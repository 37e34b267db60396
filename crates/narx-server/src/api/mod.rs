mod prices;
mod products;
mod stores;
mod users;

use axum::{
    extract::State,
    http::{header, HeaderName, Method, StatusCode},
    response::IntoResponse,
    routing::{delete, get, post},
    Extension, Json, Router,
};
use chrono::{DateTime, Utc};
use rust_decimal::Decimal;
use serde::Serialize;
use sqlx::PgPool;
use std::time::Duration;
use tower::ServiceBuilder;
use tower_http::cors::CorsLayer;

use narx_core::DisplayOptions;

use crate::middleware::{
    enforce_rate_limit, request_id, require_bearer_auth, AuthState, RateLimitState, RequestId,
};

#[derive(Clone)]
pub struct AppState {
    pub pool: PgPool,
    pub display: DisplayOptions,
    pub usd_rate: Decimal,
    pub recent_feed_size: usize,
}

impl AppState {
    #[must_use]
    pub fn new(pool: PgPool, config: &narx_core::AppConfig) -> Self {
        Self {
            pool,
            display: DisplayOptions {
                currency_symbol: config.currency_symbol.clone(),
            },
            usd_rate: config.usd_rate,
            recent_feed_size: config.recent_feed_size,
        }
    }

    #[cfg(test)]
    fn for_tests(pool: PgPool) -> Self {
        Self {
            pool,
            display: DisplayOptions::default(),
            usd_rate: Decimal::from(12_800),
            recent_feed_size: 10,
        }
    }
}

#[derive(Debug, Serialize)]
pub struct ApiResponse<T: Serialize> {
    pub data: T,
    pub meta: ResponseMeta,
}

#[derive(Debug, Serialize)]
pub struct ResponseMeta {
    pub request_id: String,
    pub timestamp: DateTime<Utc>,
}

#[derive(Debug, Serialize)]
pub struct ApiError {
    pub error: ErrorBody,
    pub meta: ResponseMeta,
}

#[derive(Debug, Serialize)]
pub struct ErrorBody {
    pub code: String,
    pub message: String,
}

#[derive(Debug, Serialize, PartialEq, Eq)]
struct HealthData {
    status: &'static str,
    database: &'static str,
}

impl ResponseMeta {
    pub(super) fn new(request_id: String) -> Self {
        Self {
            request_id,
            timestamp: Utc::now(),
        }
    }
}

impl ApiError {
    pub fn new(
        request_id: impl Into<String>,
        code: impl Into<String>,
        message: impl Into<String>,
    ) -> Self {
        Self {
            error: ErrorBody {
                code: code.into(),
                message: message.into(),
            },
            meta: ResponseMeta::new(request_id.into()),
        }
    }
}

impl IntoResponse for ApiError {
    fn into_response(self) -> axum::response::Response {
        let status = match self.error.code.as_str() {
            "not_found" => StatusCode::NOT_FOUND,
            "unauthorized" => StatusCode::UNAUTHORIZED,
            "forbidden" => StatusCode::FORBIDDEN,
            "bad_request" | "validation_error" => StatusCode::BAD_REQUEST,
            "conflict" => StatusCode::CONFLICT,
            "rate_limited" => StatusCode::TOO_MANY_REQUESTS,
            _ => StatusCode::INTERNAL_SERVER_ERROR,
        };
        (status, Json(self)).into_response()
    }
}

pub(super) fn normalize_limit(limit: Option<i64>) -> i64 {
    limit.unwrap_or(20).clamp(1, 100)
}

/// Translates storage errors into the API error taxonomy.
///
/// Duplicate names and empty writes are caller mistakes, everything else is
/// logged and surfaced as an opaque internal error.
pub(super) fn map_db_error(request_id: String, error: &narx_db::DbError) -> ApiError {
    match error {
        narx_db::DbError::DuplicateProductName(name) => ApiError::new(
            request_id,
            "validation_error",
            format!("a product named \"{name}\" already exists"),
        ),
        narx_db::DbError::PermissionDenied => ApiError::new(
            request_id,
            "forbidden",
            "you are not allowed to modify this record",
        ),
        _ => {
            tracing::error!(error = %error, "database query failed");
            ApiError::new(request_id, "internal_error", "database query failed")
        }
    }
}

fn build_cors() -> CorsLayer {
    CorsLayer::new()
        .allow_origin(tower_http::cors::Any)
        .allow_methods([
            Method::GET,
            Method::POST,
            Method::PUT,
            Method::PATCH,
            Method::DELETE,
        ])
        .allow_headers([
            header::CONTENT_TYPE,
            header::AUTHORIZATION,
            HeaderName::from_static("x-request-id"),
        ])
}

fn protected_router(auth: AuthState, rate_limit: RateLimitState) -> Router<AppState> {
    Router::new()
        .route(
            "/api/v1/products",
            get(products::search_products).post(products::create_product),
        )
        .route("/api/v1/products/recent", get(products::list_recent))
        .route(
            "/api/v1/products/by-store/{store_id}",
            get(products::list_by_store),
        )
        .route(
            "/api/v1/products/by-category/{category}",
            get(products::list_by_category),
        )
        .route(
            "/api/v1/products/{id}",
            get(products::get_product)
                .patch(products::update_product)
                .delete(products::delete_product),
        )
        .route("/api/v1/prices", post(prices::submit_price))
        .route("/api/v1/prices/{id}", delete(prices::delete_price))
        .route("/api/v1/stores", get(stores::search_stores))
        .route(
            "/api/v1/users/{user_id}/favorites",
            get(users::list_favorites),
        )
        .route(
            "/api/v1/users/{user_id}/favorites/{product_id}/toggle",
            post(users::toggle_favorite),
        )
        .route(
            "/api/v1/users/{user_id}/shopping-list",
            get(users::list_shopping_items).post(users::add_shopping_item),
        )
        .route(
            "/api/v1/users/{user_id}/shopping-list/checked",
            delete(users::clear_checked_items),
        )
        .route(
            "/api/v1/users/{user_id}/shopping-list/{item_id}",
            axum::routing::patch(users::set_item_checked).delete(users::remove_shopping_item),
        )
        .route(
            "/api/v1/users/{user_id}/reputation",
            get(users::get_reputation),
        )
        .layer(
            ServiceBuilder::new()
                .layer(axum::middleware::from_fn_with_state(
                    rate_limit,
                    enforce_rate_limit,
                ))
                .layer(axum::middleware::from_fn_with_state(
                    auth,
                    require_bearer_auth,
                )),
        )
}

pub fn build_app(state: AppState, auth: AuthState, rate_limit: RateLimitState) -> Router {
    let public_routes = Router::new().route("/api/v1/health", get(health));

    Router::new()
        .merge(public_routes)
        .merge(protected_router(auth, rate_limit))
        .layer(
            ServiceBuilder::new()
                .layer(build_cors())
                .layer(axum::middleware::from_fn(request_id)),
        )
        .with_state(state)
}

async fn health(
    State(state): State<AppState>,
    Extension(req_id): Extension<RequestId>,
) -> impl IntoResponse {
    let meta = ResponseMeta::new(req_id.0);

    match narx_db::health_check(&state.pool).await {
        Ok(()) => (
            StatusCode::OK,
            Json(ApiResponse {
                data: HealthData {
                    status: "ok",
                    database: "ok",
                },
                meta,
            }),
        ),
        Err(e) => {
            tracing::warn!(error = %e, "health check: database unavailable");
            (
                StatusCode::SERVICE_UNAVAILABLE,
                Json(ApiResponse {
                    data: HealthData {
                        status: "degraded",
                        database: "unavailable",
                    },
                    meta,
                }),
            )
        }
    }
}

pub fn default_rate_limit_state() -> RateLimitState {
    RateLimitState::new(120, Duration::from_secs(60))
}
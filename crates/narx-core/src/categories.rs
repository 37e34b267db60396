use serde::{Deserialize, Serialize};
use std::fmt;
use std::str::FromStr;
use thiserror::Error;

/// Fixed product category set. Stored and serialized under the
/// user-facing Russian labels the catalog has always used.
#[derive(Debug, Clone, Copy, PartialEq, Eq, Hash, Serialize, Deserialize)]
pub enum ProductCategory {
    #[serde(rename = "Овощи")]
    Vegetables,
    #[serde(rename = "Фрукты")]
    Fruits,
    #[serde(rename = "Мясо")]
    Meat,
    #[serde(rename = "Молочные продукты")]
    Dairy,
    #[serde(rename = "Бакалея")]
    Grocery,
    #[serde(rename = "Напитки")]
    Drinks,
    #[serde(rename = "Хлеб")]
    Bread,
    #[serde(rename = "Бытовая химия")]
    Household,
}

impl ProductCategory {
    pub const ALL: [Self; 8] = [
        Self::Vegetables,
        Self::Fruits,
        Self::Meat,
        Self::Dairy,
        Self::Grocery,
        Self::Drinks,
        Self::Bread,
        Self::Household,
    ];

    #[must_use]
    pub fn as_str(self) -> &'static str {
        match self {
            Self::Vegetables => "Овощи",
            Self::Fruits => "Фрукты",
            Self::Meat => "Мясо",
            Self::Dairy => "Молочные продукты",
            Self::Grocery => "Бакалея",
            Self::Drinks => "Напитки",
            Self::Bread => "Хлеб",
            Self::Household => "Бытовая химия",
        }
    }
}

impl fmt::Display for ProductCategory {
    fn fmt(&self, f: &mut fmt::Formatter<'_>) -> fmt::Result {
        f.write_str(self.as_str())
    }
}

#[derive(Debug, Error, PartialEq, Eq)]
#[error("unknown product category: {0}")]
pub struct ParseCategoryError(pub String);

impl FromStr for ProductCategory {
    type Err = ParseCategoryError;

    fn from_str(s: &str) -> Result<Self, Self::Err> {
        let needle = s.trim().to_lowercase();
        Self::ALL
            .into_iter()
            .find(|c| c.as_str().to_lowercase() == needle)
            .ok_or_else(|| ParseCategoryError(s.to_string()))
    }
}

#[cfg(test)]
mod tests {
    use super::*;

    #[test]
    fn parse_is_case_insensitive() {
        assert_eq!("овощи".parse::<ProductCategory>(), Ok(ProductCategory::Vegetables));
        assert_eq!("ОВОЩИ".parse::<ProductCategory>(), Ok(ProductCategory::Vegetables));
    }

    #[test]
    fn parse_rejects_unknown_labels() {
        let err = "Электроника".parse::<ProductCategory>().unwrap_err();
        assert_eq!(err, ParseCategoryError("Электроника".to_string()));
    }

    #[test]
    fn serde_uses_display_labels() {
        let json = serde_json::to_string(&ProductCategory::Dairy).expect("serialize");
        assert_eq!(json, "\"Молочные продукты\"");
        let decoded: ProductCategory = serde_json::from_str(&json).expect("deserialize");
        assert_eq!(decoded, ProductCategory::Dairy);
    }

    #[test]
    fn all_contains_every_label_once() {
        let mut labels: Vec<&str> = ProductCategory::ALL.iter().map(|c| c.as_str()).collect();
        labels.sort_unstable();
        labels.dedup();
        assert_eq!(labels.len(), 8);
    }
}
• • • • • • •
• EXERCISE
Return every line from the material that contains the word "AppState".

• WORKED SOLUTION
pub struct AppState {
impl AppState {
fn protected_router(auth: AuthState, rate_limit: RateLimitState) -> Router<AppState> {
pub fn build_app(state: AppState, auth: AuthState, rate_limit: RateLimitState) -> Router {
    State(state): State<AppState>,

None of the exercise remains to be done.